Baerbock: “Increasingly systemic rival”

Baerbock said that Beijing had to be made aware that fair competitive conditions, respect for human rights and the recognition of international law were the basis for Germany’s cooperation. “As you know, we clearly stated in the coalition agreement that China is our partner on global issues, that we cannot decouple in a globalized world, but that China is also a competitor and increasingly a systemic rival.” China policy must be based on this strategic understanding.

Scholz is expected to make his inaugural visit to Beijing this Friday, accompanied by a business delegation. He will be the first Western leader to visit President Xi Jinping after his re-election as head of the Chinese Communist Party. The trip is burdened by differences in the traffic light coalition over the direction of China policy.

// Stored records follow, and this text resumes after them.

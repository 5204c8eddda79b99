//! Verbosity-gated logger for simulated trials
//!
//! Each trial owns its own logger, so nothing here is shared between worker
//! threads. Output goes to stdout, to an in-memory buffer, or both; tests use
//! the buffer to assert on what a trial did.

use serde::{Deserialize, Serialize};
use std::cell::{Ref, RefCell};
use std::ops::Deref;

/// Verbosity level for trial output
#[derive(Debug, Clone, Copy, PartialEq, Eq, PartialOrd, Ord, Default, Serialize, Deserialize)]
pub enum VerbosityLevel {
    /// Silent - no output (default for batch simulation)
    #[default]
    Silent = 0,
    /// Minimal - only the trial outcome
    Minimal = 1,
    /// Normal - turns and key decisions
    Normal = 2,
    /// Verbose - every draw and mana payment
    Verbose = 3,
}

impl std::str::FromStr for VerbosityLevel {
    type Err = String;

    fn from_str(s: &str) -> Result<Self, Self::Err> {
        match s.to_lowercase().as_str() {
            "silent" | "0" => Ok(VerbosityLevel::Silent),
            "minimal" | "1" => Ok(VerbosityLevel::Minimal),
            "normal" | "2" => Ok(VerbosityLevel::Normal),
            "verbose" | "3" => Ok(VerbosityLevel::Verbose),
            other => Err(format!("unknown verbosity '{other}'")),
        }
    }
}

/// Output destination for log messages
#[derive(Debug, Clone, Copy, PartialEq, Eq, Serialize, Deserialize, Default)]
pub enum OutputMode {
    /// Output only to stdout (default)
    #[default]
    Stdout,
    /// Capture only to in-memory buffer (no stdout)
    Memory,
    /// Both stdout and in-memory buffer
    Both,
}

/// A captured log line
#[derive(Debug, Clone, PartialEq, Eq, Serialize, Deserialize)]
pub struct LogEntry {
    pub level: VerbosityLevel,
    pub message: String,
    /// Optional category (e.g., "mulligan", "cast")
    pub category: Option<String>,
}

/// Read-only view of captured entries
pub struct LogGuard<'a> {
    guard: Ref<'a, Vec<LogEntry>>,
}

impl Deref for LogGuard<'_> {
    type Target = [LogEntry];

    fn deref(&self) -> &Self::Target {
        &self.guard
    }
}

/// Per-trial logger
pub struct TrialLogger {
    verbosity: VerbosityLevel,
    output_mode: OutputMode,
    /// Prepended to stdout lines so interleaved trials stay readable
    prefix: Option<String>,
    log_buffer: RefCell<Vec<LogEntry>>,
}

impl TrialLogger {
    /// Silent logger writing to stdout
    pub fn new() -> Self {
        Self::with_verbosity(VerbosityLevel::default())
    }

    pub fn with_verbosity(verbosity: VerbosityLevel) -> Self {
        TrialLogger {
            verbosity,
            output_mode: OutputMode::default(),
            prefix: None,
            log_buffer: RefCell::new(Vec::new()),
        }
    }

    pub fn with_prefix(mut self, prefix: impl Into<String>) -> Self {
        self.prefix = Some(prefix.into());
        self
    }

    pub fn set_output_mode(&mut self, mode: OutputMode) {
        self.output_mode = mode;
    }

    pub fn output_mode(&self) -> OutputMode {
        self.output_mode
    }

    /// Capture to the in-memory buffer only
    pub fn enable_capture(&mut self) {
        self.output_mode = OutputMode::Memory;
    }

    pub fn disable_capture(&mut self) {
        self.output_mode = OutputMode::Stdout;
    }

    pub fn is_capturing(&self) -> bool {
        matches!(self.output_mode, OutputMode::Memory | OutputMode::Both)
    }

    pub fn verbosity(&self) -> VerbosityLevel {
        self.verbosity
    }

    /// Captured entries
    pub fn logs(&self) -> LogGuard<'_> {
        LogGuard {
            guard: self.log_buffer.borrow(),
        }
    }

    /// Move the captured entries out, leaving the buffer empty
    pub fn take_logs(&mut self) -> Vec<LogEntry> {
        std::mem::take(self.log_buffer.get_mut())
    }

    pub fn clear_logs(&mut self) {
        self.log_buffer.get_mut().clear();
    }

    /// Print captured entries allowed by the verbosity, then clear the buffer
    pub fn flush_buffer(&mut self) {
        for entry in self.log_buffer.borrow().iter() {
            if entry.level <= self.verbosity {
                self.log_to_stdout(entry.level, &entry.message);
            }
        }
        self.clear_logs();
    }

    #[inline]
    fn log_to_stdout(&self, level: VerbosityLevel, message: &str) {
        let indent = if level == VerbosityLevel::Minimal { "" } else { "  " };
        match &self.prefix {
            Some(prefix) => println!("{prefix} {indent}{message}"),
            None => println!("{indent}{message}"),
        }
    }

    /// Would a message at `level` go anywhere?
    #[inline]
    pub fn enabled(&self, level: VerbosityLevel) -> bool {
        level != VerbosityLevel::Silent && (level <= self.verbosity || self.is_capturing())
    }

    fn emit(&self, level: VerbosityLevel, category: Option<&str>, message: &str) {
        if !self.enabled(level) {
            return;
        }
        if self.is_capturing() {
            self.log_buffer.borrow_mut().push(LogEntry {
                level,
                message: message.to_string(),
                category: category.map(str::to_string),
            });
        }
        let to_stdout = matches!(self.output_mode, OutputMode::Stdout | OutputMode::Both);
        if to_stdout && level <= self.verbosity {
            self.log_to_stdout(level, message);
        }
    }

    #[inline]
    pub fn minimal(&self, message: &str) {
        self.emit(VerbosityLevel::Minimal, None, message);
    }

    #[inline]
    pub fn normal(&self, message: &str) {
        self.emit(VerbosityLevel::Normal, None, message);
    }

    #[inline]
    pub fn verbose(&self, message: &str) {
        self.emit(VerbosityLevel::Verbose, None, message);
    }

    /// Log a simulator decision at Normal level under a category
    #[inline]
    pub fn decision(&self, category: &str, message: &str) {
        self.emit(VerbosityLevel::Normal, Some(category), message);
    }
}

impl Default for TrialLogger {
    fn default() -> Self {
        Self::new()
    }
}

impl std::fmt::Debug for TrialLogger {
    fn fmt(&self, f: &mut std::fmt::Formatter<'_>) -> std::fmt::Result {
        f.debug_struct("TrialLogger")
            .field("verbosity", &self.verbosity)
            .field("output_mode", &self.output_mode)
            .field("log_count", &self.log_buffer.borrow().len())
            .finish()
    }
}

#[cfg(test)]
mod tests {
    use super::*;

    #[test]
    fn test_logger_creation() {
        let logger = TrialLogger::new();
        assert_eq!(logger.verbosity(), VerbosityLevel::Silent);
        assert!(!logger.enabled(VerbosityLevel::Normal));
    }

    #[test]
    fn test_log_capture() {
        let mut logger = TrialLogger::with_verbosity(VerbosityLevel::Normal);
        logger.enable_capture();

        logger.normal("test message");
        logger.minimal("minimal message");
        logger.decision("cast", "casts Shock");

        let logs = logger.logs();
        assert_eq!(logs.len(), 3);
        assert_eq!(logs[0].message, "test message");
        assert_eq!(logs[1].level, VerbosityLevel::Minimal);
        assert_eq!(logs[2].category.as_deref(), Some("cast"));
    }

    #[test]
    fn test_capture_ignores_verbosity() {
        let mut logger = TrialLogger::with_verbosity(VerbosityLevel::Silent);
        logger.enable_capture();
        logger.verbose("detail");
        assert_eq!(logger.logs().len(), 1);
    }

    #[test]
    fn test_take_and_flush() {
        let mut logger = TrialLogger::with_verbosity(VerbosityLevel::Minimal);
        logger.set_output_mode(OutputMode::Memory);
        logger.normal("message 1");
        logger.normal("message 2");

        let taken = logger.take_logs();
        assert_eq!(taken.len(), 2);
        assert!(logger.logs().is_empty());

        logger.normal("message 3");
        logger.flush_buffer();
        assert!(logger.logs().is_empty());
    }

    #[test]
    fn test_disable_capture() {
        let mut logger = TrialLogger::new();
        logger.enable_capture();
        assert!(logger.is_capturing());

        logger.disable_capture();
        assert!(!logger.is_capturing());
    }

    #[test]
    fn test_verbosity_from_str() {
        assert_eq!("verbose".parse::<VerbosityLevel>().unwrap(), VerbosityLevel::Verbose);
        assert_eq!("1".parse::<VerbosityLevel>().unwrap(), VerbosityLevel::Minimal);
        assert!("loud".parse::<VerbosityLevel>().is_err());
    }
}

Noise about Chinese participation in the port of Hamburg

Last week, Scholz pushed through the participation of the Chinese state-owned company Cosco in a terminal in the port of Hamburg in the cabinet against the resistance of several ministers from the SPD, Greens and FDP. Baerbock had distanced himself from the decision in a memorandum. She sees critical infrastructure endangered by the Chinese involvement. Scholz has no security concerns.

In the coalition agreement, the traffic light parties had agreed to develop a new China strategy. “We want and must structure our relations with China in the dimensions of partnership, competition and system rivalry. On the basis of human rights and applicable international law, we seek cooperation with China wherever possible. We want fair rules of the game in the increasing competition with China.” , it says in the contract.

Uyghurs: “Profit continues through human rights”

The Uyghurs sent a letter to Scholz asking him to give up the trip. Despite the UN Human Rights Office’s harsh criticism of the Chinese leadership’s actions against the Uyghurs, Scholz decided to “pay homage to Xi, completely ignoring the suffering of millions of people,” said World Congress President Isa. The visit, together with a business delegation, shows “that for Germany, profit still takes precedence over human rights.”

In Xinjiang, there have long been tensions between the ruling Han Chinese and ethnic minorities. The Uyghurs complain about cultural and religious oppression. The leadership in Beijing accuses them of separatism and terrorism. In a report published in the summer, the United Nations Human Rights Office denounced possible “international crimes, especially crimes against humanity” against the Uyghurs.

Human rights activist: “You have to talk to each other”

Unlike the Uyghurs, the human rights organization Humans Rights Watch spoke out against canceling the Scholz trip. “You have to talk to each other,” said Germany director Wenzel Michalski. Scholz had to bring the issue of human rights to the table “at least as prominently” as economic interests, he demanded.

The Society for Threatened Peoples criticized that Scholz had not coordinated sufficiently in the EU before the trip. “I am very much assuming that Mr. Scholz will be very subdued towards Mr. Xi (…) when it comes to human rights,” said China spokesman Hanno Schedler.